Betcha thought I was going to RickRoll you, eh?
Nope. Too easy.
Alright, everyone. Sorry for the long delay. Job markets being what they are and all, I had some loose ends to take care of. With all employment now finalized, I can now party like it’s 1991.
Unfortunately, that’s sort of where Rick Astley has been stuck for a while. “Cry for Help,” the lead single off his third studio album, Free, was his last top 10 hit on either side of the pond. It’s understandable for the same reason that it’s a shame. Up until this point, Astley’s output had largely consisted of up-tempo, synthy dance numbers, like this one. (What? Not the one you were thinking of?) His soulful baritone, amazing ginger hair, and cute Macca-esque appearance easily trumped the occasional inanity of his lyrics. But in “Cry for Help” Astley reveals some growing pains. Despite the slower tempo and a melody that is perfectly suited in range and style to Astley’s voice, he sounds less convincing than he does in his earlier hits. Partially that’s because the meaning of the song is a bit convoluted. Is he crying for help? Why? Wait – no, it’s her, and he’s waiting for her to cry out, because … they can’t break down and cry. Which is all he needs, apparently. No wonder he can’t quite sell it – even he doesn’t know what it’s about! It’s too bad, because he really digs into it at the end, when there are no more lyrics to overcome (and when he has the support of a random African-American women’s back-up choir. Like you do). Makes me wonder what would have happened with a more fine-tuned lyrical plot. As it is, Astley’s voice (and even more amazing ginger hair – look at that ‘do! Don’t you just want to run your fingers through it? Don’t lie. You know you do) is the saving grace of the song, bolstering it to the number 1 position on the US Adult Contemporary Chart, and afterward was promptly relegated to the dustbin of pop music history. He retired in 1993, though fortunately has made a rather unique comeback over the last few years.
However, all was not lost for Astley; despite the third album doing less well in the charts than his prior two releases, the success of “Cry for Help” actually placed him in the Guinness Book of World Records for being the first male solo artist to have his first eight singles crack the UK top 10. The record still stands, by the way, and the later internet meme-fame of “Never Gonna Give You Up” (okay, okay, FINE) caused the song to return to the UK charts over 21 years after its original release. Pretty awesome, there, Rick Astley.

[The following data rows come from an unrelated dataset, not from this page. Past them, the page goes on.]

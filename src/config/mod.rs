//! Configuration management for lexground
//!
//! Loads the TOML configuration, applies profile and environment overrides,
//! and validates the result before any component is built from it.

use crate::error::{LexgroundError, Result};
use serde::{Deserialize, Serialize};
use std::collections::HashMap;
use std::path::{Path, PathBuf};

mod validator;

pub use validator::ConfigValidator;

/// Schema version written by `Config::default()`
pub const SCHEMA_VERSION: &str = "1.0.0";

/// Main configuration structure
#[derive(Debug, Clone, Serialize, Deserialize)]
pub struct Config {
    #[serde(rename = "_meta")]
    pub meta: MetaConfig,
    pub storage: StorageConfig,
    pub chunking: ChunkingConfig,
    pub embedding: EmbeddingConfig,
    pub indexing: IndexingConfig,
    pub retrieval: RetrievalConfig,
    pub reranking: RerankingConfig,
    pub evidence: EvidenceConfig,
    pub llm: LlmConfig,
    pub session: SessionConfig,
    pub ocr: OcrConfig,
    #[serde(default)]
    pub profiles: HashMap<String, ProfileOverrides>,
}

/// Metadata about the configuration
#[derive(Debug, Clone, Serialize, Deserialize)]
pub struct MetaConfig {
    pub schema_version: String,
    #[serde(default = "current_timestamp")]
    pub created_at: String,
    #[serde(default = "current_timestamp")]
    pub last_modified: String,
}

fn current_timestamp() -> String {
    chrono::Utc::now().to_rfc3339()
}

/// Where the corpus, the persisted index and the fact log live
#[derive(Debug, Clone, Serialize, Deserialize)]
pub struct StorageConfig {
    pub data_dir: PathBuf,
    pub corpus_dir: PathBuf,
    pub index_path: PathBuf,
    pub facts_path: PathBuf,
}

/// Chunk sizing, in characters
#[derive(Debug, Clone, Serialize, Deserialize)]
pub struct ChunkingConfig {
    pub chunk_size: usize,
    pub chunk_overlap: usize,
}

/// Embedding configuration
#[derive(Debug, Clone, Serialize, Deserialize)]
pub struct EmbeddingConfig {
    /// fastembed model name, or "hash" for the model-free hashing embedder
    pub model: String,
    pub batch_size: usize,
}

/// HNSW graph parameters
#[derive(Debug, Clone, Serialize, Deserialize)]
pub struct IndexingConfig {
    pub hnsw_m: usize,
    pub hnsw_ef_construction: usize,
    pub hnsw_ef_search: usize,
}

/// Hybrid retrieval configuration
#[derive(Debug, Clone, Serialize, Deserialize)]
pub struct RetrievalConfig {
    /// Candidate width of each first-stage retriever
    pub first_k: usize,
    /// Number of document chunks that survive reranking
    pub final_k: usize,
    /// RRF K constant (typically 60)
    pub rrf_k: f32,
    pub dense_weight: f32,
    pub lexical_weight: f32,
    pub enable_lexical: bool,
}

/// Cross-encoder reranking configuration
#[derive(Debug, Clone, Serialize, Deserialize)]
pub struct RerankingConfig {
    pub enabled: bool,
    pub model: String,
}

/// Evidence assembly limits
#[derive(Debug, Clone, Serialize, Deserialize)]
pub struct EvidenceConfig {
    pub max_chunk_chars: usize,
    pub max_user_snippets: usize,
}

/// LLM configuration (any OpenAI-compatible chat completions endpoint)
#[derive(Debug, Clone, Serialize, Deserialize)]
pub struct LlmConfig {
    pub base_url: String,
    pub api_key_env: String,
    pub model: String,
    pub temperature: f32,
    pub max_tokens: u32,
    pub timeout_secs: u64,
    /// Previous turns replayed to the model as conversation context
    pub context_turns: usize,
}

/// Interactive session limits
#[derive(Debug, Clone, Serialize, Deserialize)]
pub struct SessionConfig {
    pub max_turns: usize,
}

/// Image text extraction
#[derive(Debug, Clone, Serialize, Deserialize)]
pub struct OcrConfig {
    pub enabled: bool,
    /// Vision model; falls back to `llm.model` when unset
    #[serde(default, skip_serializing_if = "Option::is_none")]
    pub model: Option<String>,
}

/// Profile-specific configuration overrides
#[derive(Debug, Clone, Serialize, Deserialize)]
pub struct ProfileOverrides {
    #[serde(skip_serializing_if = "Option::is_none")]
    pub embedding_model: Option<String>,
    #[serde(skip_serializing_if = "Option::is_none")]
    pub llm_model: Option<String>,
    #[serde(skip_serializing_if = "Option::is_none")]
    pub reranking_enabled: Option<bool>,
    #[serde(skip_serializing_if = "Option::is_none")]
    pub enable_lexical: Option<bool>,
    #[serde(skip_serializing_if = "Option::is_none")]
    pub final_k: Option<usize>,
}

impl Config {
    /// Load configuration from a file
    pub fn load(path: &Path) -> Result<Self> {
        if !path.exists() {
            return Err(LexgroundError::ConfigNotFound {
                path: path.to_path_buf(),
            });
        }

        let content = std::fs::read_to_string(path).map_err(|e| LexgroundError::Io {
            source: e,
            context: format!("Failed to read config file: {:?}", path),
        })?;
        let mut config: Config = toml::from_str(&content)?;

        config.apply_env_overrides();

        ConfigValidator::validate(&config)?;

        Ok(config)
    }

    /// Save configuration to a file
    pub fn save(&self, path: &Path) -> Result<()> {
        let content = toml::to_string_pretty(self)?;
        std::fs::write(path, content).map_err(|e| LexgroundError::Io {
            source: e,
            context: format!("Failed to write config file: {:?}", path),
        })?;
        Ok(())
    }

    /// Load configuration with a specific profile applied
    pub fn load_with_profile(path: &Path, profile: &str) -> Result<Self> {
        let mut config = Self::load(path)?;
        config.apply_profile(profile)?;
        ConfigValidator::validate(&config)?;
        Ok(config)
    }

    /// Apply a profile's overrides to the configuration
    pub fn apply_profile(&mut self, profile: &str) -> Result<()> {
        let overrides = self
            .profiles
            .get(profile)
            .cloned()
            .ok_or_else(|| LexgroundError::Config(format!("Unknown profile: {}", profile)))?;

        if let Some(model) = overrides.embedding_model {
            self.embedding.model = model;
        }
        if let Some(model) = overrides.llm_model {
            self.llm.model = model;
        }
        if let Some(enabled) = overrides.reranking_enabled {
            self.reranking.enabled = enabled;
        }
        if let Some(enabled) = overrides.enable_lexical {
            self.retrieval.enable_lexical = enabled;
        }
        if let Some(final_k) = overrides.final_k {
            self.retrieval.final_k = final_k;
        }
        Ok(())
    }

    /// Apply environment variable overrides
    /// Environment variables in format: LEXGROUND_SECTION__KEY=value
    pub fn apply_env_overrides(&mut self) {
        for (key, value) in std::env::vars() {
            if let Some(config_key) = key.strip_prefix("LEXGROUND_") {
                if let Err(e) = self.set_value_from_env(config_key, &value) {
                    tracing::warn!("Failed to apply env override {}: {}", key, e);
                }
            }
        }
    }

    fn set_value_from_env(&mut self, path: &str, value: &str) -> Result<()> {
        match path {
            "LLM__MODEL" => {
                self.llm.model = value.to_string();
            }
            "LLM__BASE_URL" => {
                self.llm.base_url = value.to_string();
            }
            "LLM__TIMEOUT_SECS" => {
                self.llm.timeout_secs = parse_env(path, value)?;
            }
            "EMBEDDING__MODEL" => {
                self.embedding.model = value.to_string();
            }
            "RERANKING__ENABLED" => {
                self.reranking.enabled = parse_env(path, value)?;
            }
            "RETRIEVAL__ENABLE_LEXICAL" => {
                self.retrieval.enable_lexical = parse_env(path, value)?;
            }
            "STORAGE__DATA_DIR" => {
                self.relocate(PathBuf::from(value));
            }
            _ => {
                tracing::debug!("Unknown env config key: {}", path);
            }
        }
        Ok(())
    }

    /// Point every storage path below a new data directory
    pub fn relocate(&mut self, data_dir: PathBuf) {
        self.storage = StorageConfig::under(data_dir);
    }

    /// Get the default configuration file path
    pub fn default_path() -> Result<PathBuf> {
        let config_dir = dirs::config_dir().ok_or_else(|| {
            LexgroundError::Config("Cannot determine config directory".to_string())
        })?;

        Ok(config_dir.join("lexground").join("config.toml"))
    }

    /// Get the default data directory
    pub fn default_data_dir() -> Result<PathBuf> {
        let home_dir = dirs::home_dir()
            .ok_or_else(|| LexgroundError::Config("Cannot determine home directory".to_string()))?;

        Ok(home_dir.join(".lexground"))
    }

    /// Model used for image transcription
    pub fn ocr_model(&self) -> &str {
        self.ocr.model.as_deref().unwrap_or(&self.llm.model)
    }
}

fn parse_env<T: std::str::FromStr>(path: &str, value: &str) -> Result<T> {
    value.parse().map_err(|_| LexgroundError::InvalidConfigValue {
        path: path.to_string(),
        message: format!("Cannot parse '{}'", value),
    })
}

impl StorageConfig {
    /// Standard layout below a data directory
    pub fn under(data_dir: PathBuf) -> Self {
        Self {
            corpus_dir: data_dir.join("corpus"),
            index_path: data_dir.join("store").join("index.sqlite"),
            facts_path: data_dir.join("store").join("facts.sqlite"),
            data_dir,
        }
    }
}

impl Default for Config {
    fn default() -> Self {
        Self {
            meta: MetaConfig {
                schema_version: SCHEMA_VERSION.to_string(),
                created_at: current_timestamp(),
                last_modified: current_timestamp(),
            },
            storage: StorageConfig::under(PathBuf::from("~/.lexground")),
            chunking: ChunkingConfig {
                chunk_size: 600,
                chunk_overlap: 100,
            },
            embedding: EmbeddingConfig {
                model: "all-MiniLM-L6-v2".to_string(),
                batch_size: 32,
            },
            indexing: IndexingConfig {
                hnsw_m: 16,
                hnsw_ef_construction: 200,
                hnsw_ef_search: 64,
            },
            retrieval: RetrievalConfig {
                first_k: 30,
                final_k: 4,
                rrf_k: 60.0,
                dense_weight: 0.7,
                lexical_weight: 0.3,
                enable_lexical: true,
            },
            reranking: RerankingConfig {
                enabled: true,
                model: "BAAI/bge-reranker-base".to_string(),
            },
            evidence: EvidenceConfig {
                max_chunk_chars: 1000,
                max_user_snippets: 10,
            },
            llm: LlmConfig {
                base_url: "https://api.openai.com/v1".to_string(),
                api_key_env: "OPENAI_API_KEY".to_string(),
                model: "gpt-4o-mini".to_string(),
                temperature: 0.0,
                max_tokens: 800,
                timeout_secs: 60,
                context_turns: 6,
            },
            session: SessionConfig { max_turns: 30 },
            ocr: OcrConfig {
                enabled: true,
                model: None,
            },
            profiles: HashMap::new(),
        }
    }
}

#[cfg(test)]
mod tests {
    use super::*;
    use tempfile::TempDir;

    #[test]
    fn test_default_config_is_valid() {
        let config = Config::default();
        assert!(ConfigValidator::validate(&config).is_ok());
        assert_eq!(config.retrieval.first_k, 30);
        assert_eq!(config.retrieval.final_k, 4);
        assert_eq!(config.chunking.chunk_size, 600);
        assert_eq!(config.chunking.chunk_overlap, 100);
    }

    #[test]
    fn test_save_and_load_roundtrip() {
        let temp = TempDir::new().unwrap();
        let path = temp.path().join("config.toml");

        let mut config = Config::default();
        config.retrieval.final_k = 6;
        config.save(&path).unwrap();

        let loaded = Config::load(&path).unwrap();
        assert_eq!(loaded.retrieval.final_k, 6);
        assert_eq!(loaded.llm.model, "gpt-4o-mini");
    }

    #[test]
    fn test_missing_config_file() {
        let temp = TempDir::new().unwrap();
        let result = Config::load(&temp.path().join("absent.toml"));
        assert!(matches!(result, Err(LexgroundError::ConfigNotFound { .. })));
    }

    #[test]
    fn test_apply_profile() {
        let mut config = Config::default();
        config.profiles.insert(
            "offline".to_string(),
            ProfileOverrides {
                embedding_model: Some("hash".to_string()),
                llm_model: None,
                reranking_enabled: Some(false),
                enable_lexical: None,
                final_k: Some(2),
            },
        );

        config.apply_profile("offline").unwrap();
        assert_eq!(config.embedding.model, "hash");
        assert!(!config.reranking.enabled);
        assert_eq!(config.retrieval.final_k, 2);

        assert!(config.apply_profile("missing").is_err());
    }

    #[test]
    fn test_relocate_storage() {
        let mut config = Config::default();
        config.relocate(PathBuf::from("/tmp/lg"));
        assert_eq!(config.storage.corpus_dir, PathBuf::from("/tmp/lg/corpus"));
        assert_eq!(
            config.storage.index_path,
            PathBuf::from("/tmp/lg/store/index.sqlite")
        );
    }
}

Anyway. For reasons that are unclear to me, somehow this song became linked indelibly in my mind with the Gulf War. I think it may have been because radio stations would play these types of soulful love ballads, ones in which it seemed like a loved one needed or missed someone, and overdub recordings of local families sending messages to their sons and daughters overseas. I can’t be entirely sure, but I feel like this happened to “Cry for Help” around the Baltimore area. However, I know it happened very frequently with next week’s post, so it is also distinctly possible that the very fact that this song was recorded immediately before a very prominently Gulf-War-oriented song caused me to contextualize this song in a completely unintentional manner.

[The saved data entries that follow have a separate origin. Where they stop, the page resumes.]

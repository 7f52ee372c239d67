//! Persisted chunk table and build metadata

use crate::chunking::Chunk;
use crate::storage::{Database, Journal, StoreError};
use rusqlite::{params, OptionalExtension};
use std::collections::BTreeMap;
use std::path::Path;

const MIGRATIONS: &[&str] = &[r#"
    CREATE TABLE chunks (
        id INTEGER PRIMARY KEY,
        source_file TEXT NOT NULL,
        sequence_position INTEGER NOT NULL,
        text TEXT NOT NULL,
        metadata TEXT NOT NULL,
        content_hash TEXT NOT NULL,
        embedding BLOB NOT NULL
    );

    CREATE INDEX idx_chunks_source ON chunks(source_file);

    CREATE TABLE index_meta (
        key TEXT PRIMARY KEY,
        value TEXT NOT NULL
    );
    "#];

/// What a persisted index was built from
#[derive(Debug, Clone, PartialEq)]
pub struct IndexMeta {
    pub embedding_model: String,
    pub dimension: usize,
    /// Corpus fingerprint at build time, if known
    pub corpus_fingerprint: Option<String>,
    pub built_at: String,
    pub chunk_count: usize,
}

/// One persisted chunk row
pub struct StoredChunk {
    pub id: u64,
    pub chunk: Chunk,
    pub embedding: Vec<f32>,
}

pub struct IndexStore {
    db: Database,
}

impl IndexStore {
    pub fn open(path: &Path, journal: Journal) -> Result<Self, StoreError> {
        Ok(Self {
            db: Database::open(path, MIGRATIONS, journal)?,
        })
    }

    /// Write every row and the metadata in a single transaction
    pub fn write_all(
        &self,
        rows: &[(u64, &Chunk, &[f32])],
        meta: &IndexMeta,
    ) -> Result<(), StoreError> {
        let mut conn = self.db.get_conn()?;
        let tx = conn.transaction()?;

        {
            let mut stmt = tx.prepare(
                "INSERT INTO chunks
                    (id, source_file, sequence_position, text, metadata, content_hash, embedding)
                 VALUES (?1, ?2, ?3, ?4, ?5, ?6, ?7)",
            )?;

            for (id, chunk, embedding) in rows {
                let metadata = serde_json::to_string(&chunk.extra_metadata)
                    .unwrap_or_else(|_| "{}".to_string());
                stmt.execute(params![
                    *id as i64,
                    chunk.source_file,
                    chunk.sequence_position as i64,
                    chunk.text,
                    metadata,
                    chunk.content_hash(),
                    encode_vector(embedding),
                ])?;
            }
        }

        let mut entries = vec![
            ("embedding_model", meta.embedding_model.clone()),
            ("dimension", meta.dimension.to_string()),
            ("built_at", meta.built_at.clone()),
            ("chunk_count", meta.chunk_count.to_string()),
        ];
        if let Some(fingerprint) = &meta.corpus_fingerprint {
            entries.push(("corpus_fingerprint", fingerprint.clone()));
        }
        for (key, value) in entries {
            tx.execute(
                "INSERT OR REPLACE INTO index_meta (key, value) VALUES (?1, ?2)",
                params![key, value],
            )?;
        }

        tx.commit()?;
        Ok(())
    }

    /// Build metadata, or None if no build ever committed
    pub fn read_meta(&self) -> Result<Option<IndexMeta>, StoreError> {
        let conn = self.db.get_conn()?;
        let mut stmt = conn.prepare("SELECT key, value FROM index_meta")?;
        let values: BTreeMap<String, String> = stmt
            .query_map([], |row| Ok((row.get(0)?, row.get(1)?)))?
            .collect::<Result<_, _>>()?;

        let (Some(model), Some(built_at)) = (values.get("embedding_model"), values.get("built_at"))
        else {
            return Ok(None);
        };

        Ok(Some(IndexMeta {
            embedding_model: model.clone(),
            dimension: parse_or_zero(values.get("dimension")),
            corpus_fingerprint: values.get("corpus_fingerprint").cloned(),
            built_at: built_at.clone(),
            chunk_count: parse_or_zero(values.get("chunk_count")),
        }))
    }

    /// Every chunk with its vector, in id order
    pub fn load_chunks(&self) -> Result<Vec<StoredChunk>, StoreError> {
        let conn = self.db.get_conn()?;
        let mut stmt = conn.prepare(
            "SELECT id, source_file, sequence_position, text, metadata, embedding
             FROM chunks ORDER BY id",
        )?;

        let rows = stmt
            .query_map([], |row| {
                let metadata: String = row.get(4)?;
                let blob: Vec<u8> = row.get(5)?;
                Ok(StoredChunk {
                    id: row.get::<_, i64>(0)? as u64,
                    chunk: Chunk {
                        source_file: row.get(1)?,
                        sequence_position: row.get::<_, i64>(2)? as usize,
                        text: row.get(3)?,
                        extra_metadata: serde_json::from_str(&metadata).unwrap_or_default(),
                    },
                    embedding: decode_vector(&blob),
                })
            })?
            .collect::<Result<Vec<_>, _>>()?;

        Ok(rows)
    }

    /// Value of a single metadata key
    pub fn meta_value(&self, key: &str) -> Result<Option<String>, StoreError> {
        let conn = self.db.get_conn()?;
        Ok(conn
            .query_row(
                "SELECT value FROM index_meta WHERE key = ?1",
                params![key],
                |row| row.get(0),
            )
            .optional()?)
    }
}

fn parse_or_zero(value: Option<&String>) -> usize {
    value.and_then(|v| v.parse().ok()).unwrap_or(0)
}

/// Little-endian f32 bytes
fn encode_vector(vector: &[f32]) -> Vec<u8> {
    vector.iter().flat_map(|x| x.to_le_bytes()).collect()
}

fn decode_vector(bytes: &[u8]) -> Vec<f32> {
    bytes
        .chunks_exact(4)
        .map(|b| f32::from_le_bytes([b[0], b[1], b[2], b[3]]))
        .collect()
}

#[cfg(test)]
mod tests {
    use super::*;
    use tempfile::TempDir;

    fn meta(count: usize) -> IndexMeta {
        IndexMeta {
            embedding_model: "hash".to_string(),
            dimension: 3,
            corpus_fingerprint: Some("abc".to_string()),
            built_at: "2024-01-01T00:00:00Z".to_string(),
            chunk_count: count,
        }
    }

    #[test]
    fn test_empty_store_has_no_meta() {
        let temp = TempDir::new().unwrap();
        let store = IndexStore::open(&temp.path().join("i.sqlite"), Journal::Rollback).unwrap();
        assert!(store.read_meta().unwrap().is_none());
        assert!(store.load_chunks().unwrap().is_empty());
    }

    #[test]
    fn test_rows_and_meta_persist() {
        let temp = TempDir::new().unwrap();
        let path = temp.path().join("i.sqlite");

        let mut chunk = Chunk::new("Clause 4 applies.", "lease.pdf", 2);
        chunk
            .extra_metadata
            .insert("page".to_string(), serde_json::json!(3));
        let vector = [0.25f32, -1.5, 3.0];

        {
            let store = IndexStore::open(&path, Journal::Rollback).unwrap();
            store
                .write_all(&[(0, &chunk, &vector[..])], &meta(1))
                .unwrap();
        }

        let store = IndexStore::open(&path, Journal::Wal).unwrap();
        assert_eq!(store.read_meta().unwrap(), Some(meta(1)));
        assert_eq!(
            store.meta_value("corpus_fingerprint").unwrap().as_deref(),
            Some("abc")
        );

        let rows = store.load_chunks().unwrap();
        assert_eq!(rows.len(), 1);
        assert_eq!(rows[0].id, 0);
        assert_eq!(rows[0].chunk, chunk);
        assert_eq!(rows[0].embedding, vector.to_vec());
    }

    #[test]
    fn test_vector_encoding() {
        let v = vec![1.0f32, f32::MIN_POSITIVE, -0.0];
        assert_eq!(decode_vector(&encode_vector(&v)), v);
    }
}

I have a similar experience with George Michael’s album Listen Without Prejudice Vol. 1—easily one of my favorite albums of all time, no lie—because of the song “Mother’s Child,” which also was frequently overdubbed with messages between soldiers and families for radio play during the Gulf War. Astley and Michael were both trying to take charge of their own careers in the early 1990s, breaking away from their original record labels to try to reconfigure their sounds and images. In Michael’s case, he specifically rejected the bad-boy look of the Faith album and turned more introspective, baring his still-in-the-closet soul on the album in a bittersweet, poignant fashion. Still, aside from the lead single, “Freedom,” the rest of the album bore little resemblance either to the tunes of his teeny-bopper Wham! days or to the retro, rugged heteronormativity of Faith. It wasn’t until he openly embraced his newly exposed (pun intended) sexuality in subsequent provocative, up-tempo dance numbers that he really reestablished himself as a force to be reckoned with. Unfortunately, Astley never had a bad-boy side to fall back on. He had been so over-marketed as a “British tea boy,” a know-nothing who had stumbled, quite by accident, into the music industry based on the raw talent of his soulful voice, that he had a much harder time proving himself as a mature artist. Without the extremely personal vignettes encapsulated in Michael’s lyrics and without the ability to escape the mainstream, Astley floundered.
I’ve gotta say, I’m so happy for internet memes sometimes. I’m thrilled that the RickRoll exists (existed? is it still a thing that happens?), because it brought the guy back into the limelight. I’m even more thrilled that he seems to have a terrific sense of humor and has really taken the whole phenomenon in stride – not milking it for unnecessary fame, but willing to play along with a wink and a smile.
Rick Astley, I like your style.
Now, would someone please write the man a killer song??